Principle of Regulated Liberty

Individual and economic liberty is neither an absolute value nor a blank cheque. It is a conditional social concession, legitimised only insofar as it operates within clear, predictable rules applied equally to all. A free society is not one in which everything is permitted, but one in which rules are sufficiently strict to prevent private gain from being achieved at the expense of collective cost. Whenever an activity, decision, or business model externalises harm onto the community—whether in the form of exclusion, degradation, risk, or instability—its liberty ceases to be legitimate and requires correction. The role of the State is not to replace the market nor to moralise individual choices, but to ensure that those who benefit fully internalise the costs they generate.

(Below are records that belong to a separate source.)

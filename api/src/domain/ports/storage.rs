//! Object storage port
//!
//! Uploaded files are written under a relative object path and served from a
//! public URL.

use async_trait::async_trait;
use serde::Serialize;

use crate::error::StorageError;

/// A stored object and where the public can fetch it
#[derive(Debug, Clone, PartialEq, Eq, Serialize)]
#[serde(rename_all = "camelCase")]
pub struct StoredObject {
    pub path: String,
    pub url: String,
    pub content_type: String,
    pub size: usize,
}

#[async_trait]
pub trait ObjectStorage: Send + Sync {
    /// Write `bytes` at `path`, replacing any existing object
    async fn put(
        &self,
        path: &str,
        bytes: Vec<u8>,
        content_type: &str,
    ) -> Result<StoredObject, StorageError>;
}

/// Reject absolute paths, `..` segments and anything outside `[A-Za-z0-9._/-]`
pub fn validate_object_path(path: &str) -> Result<(), StorageError> {
    let valid = !path.is_empty()
        && !path.starts_with('/')
        && path.split('/').all(|segment| {
            !segment.is_empty()
                && segment != "."
                && segment != ".."
                && segment
                    .chars()
                    .all(|c| c.is_ascii_alphanumeric() || matches!(c, '.' | '_' | '-'))
        });
    if valid {
        Ok(())
    } else {
        Err(StorageError::InvalidPath(format!(
            "invalid object path: {}",
            path
        )))
    }
}

#[cfg(test)]
mod tests {
    use super::*;

    #[test]
    fn object_paths_are_confined() {
        assert!(validate_object_path("banners/abc.png").is_ok());
        assert!(validate_object_path("../etc/passwd").is_err());
        assert!(validate_object_path("/abs.png").is_err());
        assert!(validate_object_path("a//b.png").is_err());
        assert!(validate_object_path("a/b c.png").is_err());
        assert!(validate_object_path("").is_err());
    }
}
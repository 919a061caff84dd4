//! Courier client port trait
//!
//! Defines the interface for booking parcels and tracking them with the
//! Steadfast courier API.

use async_trait::async_trait;
use serde::{Deserialize, Deserializer, Serialize};

use crate::error::CourierError;

/// Accept ids the courier sends either as JSON numbers or strings
pub fn deserialize_string_or_number<'de, D>(deserializer: D) -> Result<Option<String>, D::Error>
where
    D: Deserializer<'de>,
{
    let value = Option::<serde_json::Value>::deserialize(deserializer)?;
    Ok(match value {
        Some(serde_json::Value::String(s)) if !s.trim().is_empty() => Some(s.trim().to_string()),
        Some(serde_json::Value::Number(n)) => Some(n.to_string()),
        _ => None,
    })
}

/// A parcel booking request
#[derive(Debug, Clone, PartialEq, Serialize)]
pub struct ParcelRequest {
    pub invoice: String,
    pub recipient_name: String,
    pub recipient_phone: String,
    pub recipient_address: String,
    pub cod_amount: f64,
    #[serde(skip_serializing_if = "Option::is_none")]
    pub note: Option<String>,
}

/// A booked consignment as returned by the courier
#[derive(Debug, Clone, PartialEq, Serialize, Deserialize)]
pub struct Consignment {
    #[serde(default, deserialize_with = "deserialize_string_or_number")]
    pub consignment_id: Option<String>,
    pub invoice: String,
    pub tracking_code: String,
    #[serde(default)]
    pub recipient_name: Option<String>,
    #[serde(default)]
    pub recipient_phone: Option<String>,
    #[serde(default)]
    pub recipient_address: Option<String>,
    #[serde(default)]
    pub cod_amount: Option<f64>,
    /// Initial delivery status, usually `in_review`
    pub status: String,
    #[serde(default)]
    pub note: Option<String>,
}

/// Outcome for one parcel of a bulk booking
#[derive(Debug, Clone, PartialEq, Serialize, Deserialize)]
pub struct BulkParcelResult {
    pub invoice: String,
    #[serde(default, deserialize_with = "deserialize_string_or_number")]
    pub consignment_id: Option<String>,
    #[serde(default)]
    pub tracking_code: Option<String>,
    /// `success` or `error`
    pub status: String,
    #[serde(default)]
    pub error: Option<String>,
}

impl BulkParcelResult {
    pub fn is_success(&self) -> bool {
        self.status.eq_ignore_ascii_case("success") && self.consignment_id.is_some()
    }
}

#[async_trait]
pub trait CourierClient: Send + Sync {
    /// Book a single parcel
    async fn create_order(&self, parcel: &ParcelRequest) -> Result<Consignment, CourierError>;

    /// Book several parcels in one call; per-parcel failures are reported, not raised
    async fn bulk_create_orders(
        &self,
        parcels: &[ParcelRequest],
    ) -> Result<Vec<BulkParcelResult>, CourierError>;

    /// Raw delivery status string for a consignment id
    async fn status_by_consignment_id(&self, consignment_id: &str)
        -> Result<String, CourierError>;

    /// Raw delivery status string for an invoice
    async fn status_by_invoice(&self, invoice: &str) -> Result<String, CourierError>;

    /// Raw delivery status string for a tracking code
    async fn status_by_tracking_code(&self, tracking_code: &str) -> Result<String, CourierError>;

    /// Current merchant account balance
    async fn current_balance(&self) -> Result<f64, CourierError>;
}
//! Cart and wishlist entities
//!
//! Both are keyed by the owning user's id, one document per user.

use chrono::{DateTime, Utc};
use serde::{Deserialize, Serialize};

use super::Entity;
use crate::error::DomainError;

#[derive(Debug, Clone, PartialEq, Eq, Serialize, Deserialize)]
#[serde(rename_all = "camelCase")]
pub struct CartItem {
    pub product_id: String,
    pub quantity: u32,
}

#[derive(Debug, Clone, Serialize, Deserialize)]
#[serde(rename_all = "camelCase")]
pub struct Cart {
    /// Owning user id
    pub id: String,
    #[serde(default)]
    pub items: Vec<CartItem>,
    pub created_at: DateTime<Utc>,
    pub updated_at: DateTime<Utc>,
}

impl Cart {
    pub fn new(user_id: &str, now: DateTime<Utc>) -> Self {
        Self {
            id: user_id.to_string(),
            items: Vec::new(),
            created_at: now,
            updated_at: now,
        }
    }

    pub fn quantity_of(&self, product_id: &str) -> u32 {
        self.items
            .iter()
            .find(|item| item.product_id == product_id)
            .map_or(0, |item| item.quantity)
    }

    /// Add `quantity` units, merging with an existing line
    pub fn add(&mut self, product_id: &str, quantity: u32) -> Result<(), DomainError> {
        if quantity == 0 {
            return Err(DomainError::Validation(
                "quantity must be at least 1".to_string(),
            ));
        }
        match self.items.iter_mut().find(|item| item.product_id == product_id) {
            Some(item) => item.quantity = item.quantity.saturating_add(quantity),
            None => self.items.push(CartItem {
                product_id: product_id.to_string(),
                quantity,
            }),
        }
        Ok(())
    }

    pub fn set_quantity(&mut self, product_id: &str, quantity: u32) -> Result<(), DomainError> {
        if quantity == 0 {
            return Err(DomainError::Validation(
                "quantity must be at least 1".to_string(),
            ));
        }
        let item = self
            .items
            .iter_mut()
            .find(|item| item.product_id == product_id)
            .ok_or_else(|| {
                DomainError::NotFound(format!("Product {} is not in the cart", product_id))
            })?;
        item.quantity = quantity;
        Ok(())
    }

    /// Remove a line; returns whether it was present
    pub fn remove(&mut self, product_id: &str) -> bool {
        let before = self.items.len();
        self.items.retain(|item| item.product_id != product_id);
        self.items.len() != before
    }

    pub fn clear(&mut self) {
        self.items.clear();
    }
}

impl Entity for Cart {
    const COLLECTION: &'static str = "carts";
    const NAME: &'static str = "Cart";

    fn id(&self) -> &str {
        &self.id
    }
}

#[derive(Debug, Clone, Serialize, Deserialize)]
#[serde(rename_all = "camelCase")]
pub struct Wishlist {
    /// Owning user id
    pub id: String,
    #[serde(default)]
    pub product_ids: Vec<String>,
    pub created_at: DateTime<Utc>,
    pub updated_at: DateTime<Utc>,
}

impl Wishlist {
    pub fn new(user_id: &str, now: DateTime<Utc>) -> Self {
        Self {
            id: user_id.to_string(),
            product_ids: Vec::new(),
            created_at: now,
            updated_at: now,
        }
    }

    /// Idempotent; returns whether the product was newly added
    pub fn add(&mut self, product_id: &str) -> bool {
        if self.product_ids.iter().any(|id| id == product_id) {
            return false;
        }
        self.product_ids.push(product_id.to_string());
        true
    }

    pub fn remove(&mut self, product_id: &str) -> bool {
        let before = self.product_ids.len();
        self.product_ids.retain(|id| id != product_id);
        self.product_ids.len() != before
    }
}

impl Entity for Wishlist {
    const COLLECTION: &'static str = "wishlists";
    const NAME: &'static str = "Wishlist";

    fn id(&self) -> &str {
        &self.id
    }
}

Without this discipline, liberty degenerates into privilege; with it, liberty becomes sustainable.

Scope And Interpretation

  1. This principle does not define specific policies; it establishes the criterion by which they should be evaluated.
  2. The liberty referred to here is functional and institutional, not psychological nor moralistic.
  3. “Rule” denotes predictability, generality, and symmetrical application, not micromanagement nor casuistry.
  4. The internalisation of costs is the minimal mechanism required to prevent private gains from being sustained by diffuse collective losses.
  5. The State is conceived as the guarantor of rules and enforcement, not as a substitute for the market nor as a permanent corrector of outcomes.

Operational Rule

Whoever creates costs must internalise them.

Costs include economic, social, environmental, and institutional externalities.